◆ **Exercise description**: List each line of the data that holds the word "ConsoleHost".

[Listed records Boundary: Start]

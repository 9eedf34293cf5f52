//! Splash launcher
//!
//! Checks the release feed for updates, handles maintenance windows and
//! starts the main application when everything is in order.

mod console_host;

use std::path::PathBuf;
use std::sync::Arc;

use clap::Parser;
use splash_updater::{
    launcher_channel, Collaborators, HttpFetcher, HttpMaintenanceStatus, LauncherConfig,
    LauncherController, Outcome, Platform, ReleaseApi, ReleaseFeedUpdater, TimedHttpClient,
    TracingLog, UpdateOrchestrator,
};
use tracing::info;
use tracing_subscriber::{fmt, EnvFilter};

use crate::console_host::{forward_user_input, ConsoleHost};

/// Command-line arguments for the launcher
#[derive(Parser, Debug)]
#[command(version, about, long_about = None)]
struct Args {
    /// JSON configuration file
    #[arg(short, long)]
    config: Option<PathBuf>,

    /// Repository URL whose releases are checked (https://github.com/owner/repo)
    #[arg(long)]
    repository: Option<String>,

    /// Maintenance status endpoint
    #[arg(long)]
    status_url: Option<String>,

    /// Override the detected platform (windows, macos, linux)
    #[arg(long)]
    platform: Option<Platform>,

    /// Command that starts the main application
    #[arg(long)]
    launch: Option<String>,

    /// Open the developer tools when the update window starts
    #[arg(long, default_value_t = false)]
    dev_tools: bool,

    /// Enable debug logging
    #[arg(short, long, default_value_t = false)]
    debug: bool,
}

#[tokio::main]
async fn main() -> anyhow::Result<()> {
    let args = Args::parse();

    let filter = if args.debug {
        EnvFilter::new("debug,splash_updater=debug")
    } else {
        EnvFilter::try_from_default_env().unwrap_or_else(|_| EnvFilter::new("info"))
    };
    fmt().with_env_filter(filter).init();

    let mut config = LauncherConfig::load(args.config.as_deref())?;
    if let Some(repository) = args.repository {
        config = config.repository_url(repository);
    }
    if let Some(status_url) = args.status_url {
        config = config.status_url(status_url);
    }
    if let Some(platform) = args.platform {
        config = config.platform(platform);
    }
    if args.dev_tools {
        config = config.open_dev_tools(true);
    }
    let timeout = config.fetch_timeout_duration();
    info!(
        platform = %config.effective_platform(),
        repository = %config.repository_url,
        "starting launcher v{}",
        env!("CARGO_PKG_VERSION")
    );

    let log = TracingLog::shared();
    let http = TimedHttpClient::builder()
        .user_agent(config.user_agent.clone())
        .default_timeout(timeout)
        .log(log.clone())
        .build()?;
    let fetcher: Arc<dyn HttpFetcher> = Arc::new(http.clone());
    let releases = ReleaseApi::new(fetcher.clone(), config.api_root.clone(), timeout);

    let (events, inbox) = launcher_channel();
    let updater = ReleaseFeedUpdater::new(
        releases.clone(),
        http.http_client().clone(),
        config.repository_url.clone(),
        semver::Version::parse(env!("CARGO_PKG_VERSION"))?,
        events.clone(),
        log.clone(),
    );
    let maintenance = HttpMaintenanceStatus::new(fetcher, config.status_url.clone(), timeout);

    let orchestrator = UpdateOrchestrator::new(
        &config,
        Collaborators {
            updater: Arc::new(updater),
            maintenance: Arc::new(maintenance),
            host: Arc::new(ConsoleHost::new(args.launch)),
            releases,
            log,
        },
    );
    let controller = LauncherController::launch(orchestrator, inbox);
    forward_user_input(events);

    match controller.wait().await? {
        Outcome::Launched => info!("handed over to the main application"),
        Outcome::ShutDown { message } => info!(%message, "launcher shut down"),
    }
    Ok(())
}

[Listed records Boundary: End]

◆ **Task answer**:
use crate::console_host::{forward_user_input, ConsoleHost};
            host: Arc::new(ConsoleHost::new(args.launch)),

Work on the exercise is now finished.